Kenthurst was about the same age as Malone, forty-two, but Malone guessed they looked at different television programmes. Kenthurst, a smart dresser, looked as if he might be a fan of Miami Vice, where all the girls were tough cookies. But he had said ‘galahs’, so he wasn’t entirely Americanized. Malone was glad of that. He himself wasn’t anti-American, but he had grown tired of the standards for his own work being set by Hill Street Blues and Miami Vice. Police work, 99 per cent of the time, was plod, plod, plod and the music was slower than an undertaker’s jingle. The New South Wales Police Force had its critics, but it wasn’t the worst police force in the world, far from it.

‘Why are the Timoris here at Kirribilli House?’

‘It’s only temporary. The PM wanted them taken to Canberra, kept on the RAAF base there or even at Duntroon, so we could keep tight security on them. Madame Timori wouldn’t have a bar of that. Sydney or nothing, she told them. So they shoved them in here till they find a place for them. It’s been a bloody headache.’ He gestured at the sheet-covered corpse. ‘Maybe they’ll be glad to move now.’

‘Let’s go in and talk to them.’

They walked up the gravelled path to the steeply-gabled stone house. It had been built just over a hundred years ago by a rich merchant with the commercial-sounding name of Feez and in time it had been acquired by the Federal Government as a residence for visiting VIPs. Then a certain Prime Minister, chafing that such a charming house in such a beautiful situation right on Sydney Harbour should be wasted on visitors, some of them unwelcome, had commandeered it as his official Sydney residence. The present Prime Minister, who hated The Lodge, the main official residence in Canberra, spent as much time here as he could, being a Sydney man. Malone wondered how Phil Norval, the PM, felt about these unwelcome guests.

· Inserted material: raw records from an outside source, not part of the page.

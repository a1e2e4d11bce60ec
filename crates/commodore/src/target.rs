use std::collections::BTreeMap;

use anyhow::{Context, Result, bail};
use commodore_inventory::{ClassStore, Value, render_classes_with};

use crate::error::Error;
use crate::model::param_key;
use crate::postprocess::{Filter, filters_from_parameters};
use crate::resolver::Resolution;
use crate::workdir::Workdir;

/// One unit of templating-engine work, 1:1 with a component instance.
#[derive(Debug, Clone)]
pub struct Target {
    /// Instance name; the engine writes to `compiled/<name>/`.
    pub name: String,
    /// Component the instance renders.
    pub component: String,
    /// Classes in include order, ending with the component class.
    pub classes: Vec<String>,
    /// Per-target parameter document written to `inventory/targets/`.
    pub parameters: Value,
    /// Renderer invocations transcribed from `kapitan.compile`.
    pub render_spec: Vec<RenderStep>,
    /// Postprocessing filters for this instance, in declared order.
    pub filters: Vec<Filter>,
}

/// One renderer invocation of the external engine.
#[derive(Debug, Clone, PartialEq)]
pub struct RenderStep {
    pub input_type: String,
    /// Input paths relative to the instance's `_base_directory`.
    pub input_paths: Vec<String>,
    /// Output prefix below `compiled/<instance>/`.
    pub output_path: String,
}

/// Build one target per component instance.
///
/// The per-target hierarchy is the resolution's seed list plus the
/// component class, rendered with the injected instance parameters
/// (`_instance`, `_base_directory`, `_kustomize_wrapper`) overlaid so
/// references against them resolve. For aliased instances the
/// `<alias-in-snake-case>` parameter subtree deep-merges over the
/// component's own.
pub fn build_targets(workdir: &Workdir, resolution: &Resolution) -> Result<Vec<Target>> {
    let store = ClassStore::new(workdir.classes());
    let mut targets = Vec::with_capacity(resolution.instances.len());

    for instance in &resolution.instances {
        let component = &resolution.components[&instance.component];
        let component_class = format!("components.{}", instance.component);
        let mut classes = resolution.seeds.clone();
        classes.push(component_class);

        // `_base_directory` points at the base component even for
        // multi-version instances, so cross-component imports stay stable.
        let overlay = instance_overlay(workdir, instance.instance_name.as_str(), component);
        let rendered = render_classes_with(&store, &classes, Some(&overlay))
            .map_err(Error::Render)
            .with_context(|| {
                format!("failed to render target for `{}`", instance.instance_name)
            })?;

        let component_key = param_key(&instance.component);
        let mut instance_params = rendered
            .parameters
            .get(&component_key)
            .cloned()
            .unwrap_or_else(Value::empty_map);

        if instance.instance_name != instance.component {
            let alias_key = param_key(&instance.instance_name);
            if let Some(alias_params) = rendered.parameters.get(&alias_key) {
                instance_params =
                    commodore_inventory::merge(instance_params, alias_params.clone())
                        .map_err(Error::Render)?;
            }
        }

        let render_spec = render_spec(&rendered.parameters, &instance.instance_name)?;
        let filters = filters_from_parameters(&rendered.parameters)?;

        let parameters = target_parameters(
            &overlay,
            &component_key,
            instance_params,
            &instance.instance_name,
            &instance.component,
        );

        targets.push(Target {
            name: instance.instance_name.clone(),
            component: instance.component.clone(),
            classes: rendered.classes,
            parameters,
            render_spec,
            filters,
        });
    }

    Ok(targets)
}

fn instance_overlay(
    workdir: &Workdir,
    instance_name: &str,
    component: &crate::model::Component,
) -> Value {
    let mut overlay = BTreeMap::new();
    overlay.insert(
        "_instance".to_string(),
        Value::String(instance_name.to_string()),
    );
    overlay.insert(
        "_base_directory".to_string(),
        Value::String(component.content_dir().display().to_string()),
    );
    overlay.insert(
        "_kustomize_wrapper".to_string(),
        Value::String(workdir.kustomize_wrapper().display().to_string()),
    );
    Value::Map(overlay)
}

/// The document written to `inventory/targets/<instance>.yml`.
fn target_parameters(
    overlay: &Value,
    component_key: &str,
    instance_params: Value,
    instance_name: &str,
    component_name: &str,
) -> Value {
    let mut parameters = overlay.as_map().cloned().unwrap_or_default();
    parameters.insert(component_key.to_string(), instance_params);

    let mut vars = BTreeMap::new();
    vars.insert(
        "target".to_string(),
        Value::String(instance_name.to_string()),
    );
    vars.insert(
        "component".to_string(),
        Value::String(component_name.to_string()),
    );
    let mut kapitan = BTreeMap::new();
    kapitan.insert("vars".to_string(), Value::Map(vars));
    parameters.insert("kapitan".to_string(), Value::Map(kapitan));

    Value::Map(parameters)
}

/// Transcribe `kapitan.compile`, rejecting output paths that would escape
/// the instance's namespace under `compiled/`.
fn render_spec(parameters: &Value, instance: &str) -> Result<Vec<RenderStep>> {
    let Some(compile) = parameters.lookup(&["kapitan", "compile"]) else {
        return Ok(Vec::new());
    };
    let entries = compile.as_list().ok_or_else(|| {
        Error::Config(format!(
            "`kapitan.compile` for instance `{instance}` must be a list"
        ))
    })?;

    let mut steps = Vec::with_capacity(entries.len());
    for entry in entries {
        let input_type = entry
            .get("input_type")
            .and_then(Value::as_str)
            .ok_or_else(|| {
                Error::Config(format!(
                    "`kapitan.compile` entry for `{instance}` has no `input_type`"
                ))
            })?
            .to_string();
        let input_paths = entry
            .get("input_paths")
            .and_then(Value::as_string_list)
            .ok_or_else(|| {
                Error::Config(format!(
                    "`kapitan.compile` entry for `{instance}` has no `input_paths`"
                ))
            })?;
        let output_path = entry
            .get("output_path")
            .and_then(Value::as_str)
            .unwrap_or(".")
            .to_string();

        if output_path.starts_with('/') || output_path.split('/').any(|seg| seg == "..") {
            bail!(Error::Config(format!(
                "`kapitan.compile` entry for `{instance}` escapes its output \
                 namespace: `{output_path}`"
            )));
        }

        steps.push(RenderStep {
            input_type,
            input_paths,
            output_path,
        });
    }
    Ok(steps)
}

/// Check the instance-uniqueness invariant over a built target set.
pub fn check_unique_instances(targets: &[Target]) -> Result<()> {
    let mut seen = std::collections::BTreeSet::new();
    for target in targets {
        if !seen.insert(&target.name) {
            bail!(Error::DuplicateInstance(target.name.clone()));
        }
    }
    Ok(())
}

#[cfg(test)]
mod tests {
    use super::*;

    fn params(yaml: &str) -> Value {
        Value::from_yaml(&serde_yaml::from_str(yaml).expect("yaml"))
    }

    #[test]
    fn render_spec_transcribes_compile_entries() {
        let p = params(
            "kapitan:\n  compile:\n    - input_type: jsonnet\n      input_paths: ['${_base_directory}/component/main.jsonnet']\n      output_path: nfs\n",
        );
        let steps = render_spec(&p, "nfs").expect("steps");
        assert_eq!(steps.len(), 1);
        assert_eq!(steps[0].input_type, "jsonnet");
        assert_eq!(steps[0].output_path, "nfs");
    }

    #[test]
    fn render_spec_defaults_output_path() {
        let p = params(
            "kapitan:\n  compile:\n    - input_type: jinja2\n      input_paths: [templates]\n",
        );
        let steps = render_spec(&p, "x").expect("steps");
        assert_eq!(steps[0].output_path, ".");
    }

    #[test]
    fn render_spec_rejects_escaping_output_paths() {
        for bad in ["/abs", "../up", "a/../../b"] {
            let doc = format!(
                "kapitan:\n  compile:\n    - input_type: jsonnet\n      input_paths: [x]\n      output_path: '{bad}'\n",
            );
            let err = render_spec(&params(&doc), "x").expect_err("must fail");
            assert!(format!("{err:#}").contains("escapes"), "{bad}");
        }
    }

    #[test]
    fn render_spec_absent_is_empty() {
        assert!(render_spec(&params("{}"), "x").expect("steps").is_empty());
    }

    #[test]
    fn duplicate_target_names_violate_the_invariant() {
        let target = |name: &str| Target {
            name: name.to_string(),
            component: "c".to_string(),
            classes: vec![],
            parameters: Value::empty_map(),
            render_spec: vec![],
            filters: vec![],
        };
        assert!(check_unique_instances(&[target("a"), target("b")]).is_ok());
        assert!(check_unique_instances(&[target("a"), target("a")]).is_err());
    }

    #[test]
    fn target_parameters_inject_instance_and_vars() {
        let overlay = params("_instance: nfs-a\n_base_directory: /work/dependencies/nfs\n_kustomize_wrapper: /work/dependencies/lib/kustomize-wrapper.sh\n");
        let doc = target_parameters(
            &overlay,
            "nfs",
            params("server: x"),
            "nfs-a",
            "nfs",
        );
        assert_eq!(
            doc.get("_instance").and_then(Value::as_str),
            Some("nfs-a")
        );
        assert_eq!(
            doc.lookup(&["nfs", "server"]).and_then(Value::as_str),
            Some("x")
        );
        assert_eq!(
            doc.lookup(&["kapitan", "vars", "target"]).and_then(Value::as_str),
            Some("nfs-a")
        );
        assert_eq!(
            doc.lookup(&["kapitan", "vars", "component"]).and_then(Value::as_str),
            Some("nfs")
        );
    }
}
use std::collections::BTreeSet;

use crate::error::RenderError;
use crate::interpolate::{interpolate, interpolate_str};
use crate::store::ClassStore;
use crate::value::{Value, merge};

/// Result of rendering a hierarchy.
#[derive(Debug, Clone)]
pub struct Rendered {
    /// All included classes in merge order, deduplicated to the first
    /// occurrence.
    pub classes: Vec<String>,
    /// Fully merged and reference-resolved parameter tree.
    pub parameters: Value,
    /// The `applications` parameter after `~`-operator resolution.
    pub applications: Vec<String>,
}

/// Render a hierarchy from an ordered seed list.
pub fn render_classes(store: &ClassStore, seeds: &[String]) -> Result<Rendered, RenderError> {
    render_classes_with(store, seeds, None)
}

/// Render a hierarchy, deep-merging `overlay` on top of the class
/// parameters before reference resolution.
///
/// The overlay is how per-target values (`_instance`, `_base_directory`)
/// become visible to `${...}` references in component parameters.
pub fn render_classes_with(
    store: &ClassStore,
    seeds: &[String],
    overlay: Option<&Value>,
) -> Result<Rendered, RenderError> {
    let mut expansion = Expansion {
        store,
        order: Vec::new(),
        seen: BTreeSet::new(),
        ancestry: Vec::new(),
        parameters: Value::empty_map(),
    };

    for seed in seeds {
        expansion.expand(seed, "<seeds>")?;
    }

    let mut parameters = expansion.parameters;
    if let Some(overlay) = overlay {
        parameters = merge(parameters, overlay.clone())?;
    }
    let parameters = interpolate(&parameters)?;

    let applications = match parameters.get("applications") {
        None => Vec::new(),
        Some(value) => {
            let entries =
                value
                    .as_string_list()
                    .ok_or_else(|| RenderError::MalformedClass {
                        class: "applications".to_string(),
                        detail: "`applications` must be a list of strings".to_string(),
                    })?;
            render_array(&entries)
        }
    };

    Ok(Rendered {
        classes: expansion.order,
        parameters,
        applications,
    })
}

struct Expansion<'a> {
    store: &'a ClassStore,
    order: Vec<String>,
    seen: BTreeSet<String>,
    ancestry: Vec<String>,
    parameters: Value,
}

impl Expansion<'_> {
    /// Depth-first, left-to-right include expansion. A class's own
    /// parameters merge after everything it includes, repeated includes
    /// collapse to the first occurrence, and include names may carry
    /// references resolved against the parameters merged so far.
    fn expand(&mut self, raw_name: &str, included_from: &str) -> Result<(), RenderError> {
        let name = if raw_name.contains("${") {
            interpolate_str(&self.parameters, raw_name)?
        } else {
            raw_name.to_string()
        };

        if self.seen.contains(&name) {
            return Ok(());
        }
        if self.ancestry.iter().any(|c| c == &name) {
            let mut cycle = self.ancestry.join(" -> ");
            cycle.push_str(" -> ");
            cycle.push_str(&name);
            return Err(RenderError::IncludeCycle { cycle });
        }

        let class = match self.store.read_class(&name) {
            Ok(class) => class,
            Err(RenderError::Io { source, .. })
                if source.kind() == std::io::ErrorKind::NotFound =>
            {
                return Err(RenderError::ClassNotFound {
                    class: name,
                    included_from: included_from.to_string(),
                });
            }
            Err(other) => return Err(other),
        };

        self.ancestry.push(name.clone());
        for include in &class.includes {
            self.expand(include, &name)?;
        }
        self.ancestry.pop();

        self.seen.insert(name.clone());
        self.order.push(name);
        self.parameters = merge(std::mem::replace(&mut self.parameters, Value::Null), class.parameters)?;
        Ok(())
    }
}

/// Resolve an `applications`-style list.
///
/// Entries accumulate in order; an entry `~x` removes the last previously
/// accumulated occurrence of `x`; plain re-listing of an already present
/// entry is a no-op. The result therefore contains exactly the strings
/// whose last occurrence in the input is not `~`-prefixed.
pub fn render_array(entries: &[String]) -> Vec<String> {
    let mut out: Vec<String> = Vec::new();
    for entry in entries {
        if let Some(stripped) = entry.strip_prefix('~') {
            if let Some(pos) = out.iter().rposition(|x| x == stripped) {
                out.remove(pos);
            }
        } else if !out.iter().any(|x| x == entry) {
            out.push(entry.clone());
        }
    }
    out
}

The Timoris were in the drawing-room. They were a handsome couple in the way that the ultra-rich often are; money had bought the extras to the looks they had been born with. Only when one looked closer did one see that Abdul Timori’s looks had begun to crumble; his bloodshot eyes looked half-asleep in the dark hammocks beneath them and his jowls had loosened. Delvina Timori, however, looked better than when Malone had last seen her close-up, ten or twelve years ago; she had never been strictly beautiful, but she had a dancer’s arrogance and grace and there was a sexuality to her that fogged-up most men’s view of her. Only their womenfolk looked at her cold-eyed.

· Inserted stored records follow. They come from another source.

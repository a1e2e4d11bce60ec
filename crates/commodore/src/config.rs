use std::path::Path;
use std::time::Duration;

use anyhow::{Context, Result};
use serde::Deserialize;

/// Default configuration file name.
pub const CONFIG_FILE: &str = ".commodore.toml";

/// Default Lieutenant request timeout.
pub const DEFAULT_API_TIMEOUT: Duration = Duration::from_secs(5);

/// Resolved runtime configuration.
///
/// Precedence: CLI flags override environment variables override
/// `.commodore.toml` override built-in defaults. The CLI layer applies its
/// flags on top of what [`Config::load`] returns.
#[derive(Debug, Clone)]
pub struct Config {
    /// Lieutenant base URL (`COMMODORE_API_URL`).
    pub api_url: Option<String>,
    /// Lieutenant bearer token (`COMMODORE_API_TOKEN`).
    pub api_token: Option<String>,
    /// Author name for catalog commits (`COMMODORE_USERNAME`).
    pub username: String,
    /// Author email for catalog commits (`COMMODORE_USERMAIL`).
    pub usermail: String,
    /// Request timeout for Lieutenant calls.
    pub api_timeout: Duration,
    /// Bound on concurrent dependency fetches.
    pub parallelism: usize,
    /// Fallback global defaults repository, for tenants that do not
    /// advertise one.
    pub global_repo_url: Option<String>,
    /// Repository providing the `kube.libsonnet` baseline that shadows
    /// any jsonnet-bundler-vendored copy.
    pub baseline_lib_repo: Option<String>,
    /// Revision of the baseline library repository.
    pub baseline_lib_revision: Option<String>,
}

impl Default for Config {
    fn default() -> Self {
        Self {
            api_url: None,
            api_token: None,
            username: "Commodore".to_string(),
            usermail: "commodore@syn.tools".to_string(),
            api_timeout: DEFAULT_API_TIMEOUT,
            parallelism: default_parallelism(),
            global_repo_url: None,
            baseline_lib_repo: None,
            baseline_lib_revision: None,
        }
    }
}

fn default_parallelism() -> usize {
    std::thread::available_parallelism()
        .map(|n| n.get())
        .unwrap_or(4)
}

/// `.commodore.toml` contents; everything optional.
#[derive(Debug, Clone, Default, Deserialize)]
#[serde(default, deny_unknown_fields)]
struct FileConfig {
    api_url: Option<String>,
    api_token: Option<String>,
    username: Option<String>,
    usermail: Option<String>,
    /// Human-readable duration, e.g. `5s` or `750ms`.
    api_timeout: Option<String>,
    parallelism: Option<usize>,
    global_repo_url: Option<String>,
    baseline_lib_repo: Option<String>,
    baseline_lib_revision: Option<String>,
}

impl Config {
    /// Load configuration for a working directory: defaults, then
    /// `.commodore.toml`, then environment variables.
    pub fn load(workdir: &Path) -> Result<Config> {
        let mut cfg = Config::default();

        let path = workdir.join(CONFIG_FILE);
        if path.is_file() {
            let raw = std::fs::read_to_string(&path)
                .with_context(|| format!("failed to read {}", path.display()))?;
            let file: FileConfig = toml::from_str(&raw)
                .with_context(|| format!("failed to parse {}", path.display()))?;
            cfg.apply_file(file)?;
        }

        cfg.apply_env();
        Ok(cfg)
    }

    fn apply_file(&mut self, file: FileConfig) -> Result<()> {
        if let Some(v) = file.api_url {
            self.api_url = Some(v);
        }
        if let Some(v) = file.api_token {
            self.api_token = Some(v);
        }
        if let Some(v) = file.username {
            self.username = v;
        }
        if let Some(v) = file.usermail {
            self.usermail = v;
        }
        if let Some(v) = file.api_timeout {
            self.api_timeout = humantime::parse_duration(&v)
                .with_context(|| format!("invalid api_timeout: {v}"))?;
        }
        if let Some(v) = file.parallelism {
            self.parallelism = v.max(1);
        }
        if let Some(v) = file.global_repo_url {
            self.global_repo_url = Some(v);
        }
        if let Some(v) = file.baseline_lib_repo {
            self.baseline_lib_repo = Some(v);
        }
        if let Some(v) = file.baseline_lib_revision {
            self.baseline_lib_revision = Some(v);
        }
        Ok(())
    }

    fn apply_env(&mut self) {
        if let Ok(v) = std::env::var("COMMODORE_API_URL") {
            self.api_url = Some(v);
        }
        if let Ok(v) = std::env::var("COMMODORE_API_TOKEN") {
            self.api_token = Some(v);
        }
        if let Ok(v) = std::env::var("COMMODORE_USERNAME") {
            self.username = v;
        }
        if let Ok(v) = std::env::var("COMMODORE_USERMAIL") {
            self.usermail = v;
        }
    }
}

‘Scobie Malone, isn’t it?’ she said in the husky voice that sounded phoney to women and like a siren’s song to their tone-deaf escorts. ‘I remember you! Darling, this is Mr Malone. He used to be in the Vice Squad when I was with the dance company. He thought all we dancers were part-time whores.’ She gave Malone a bright smile that said, You never proved it. ‘I hope you’ve changed your mind about dancers, Mr Malone. Especially since Australia is now so cultured.’

Outside, on the other side of the harbour, the fireworks had begun. The sky was an explosion of illumination. The city turned red, white and blue, the colours of the British, the founding fathers; someone had forgotten to light the green and gold rockets and local patriotism, as so often, remained in the dark. The citizens were still getting used to the idea that their nation was two hundred years old this week, not sure whether it was a good or a bad thing.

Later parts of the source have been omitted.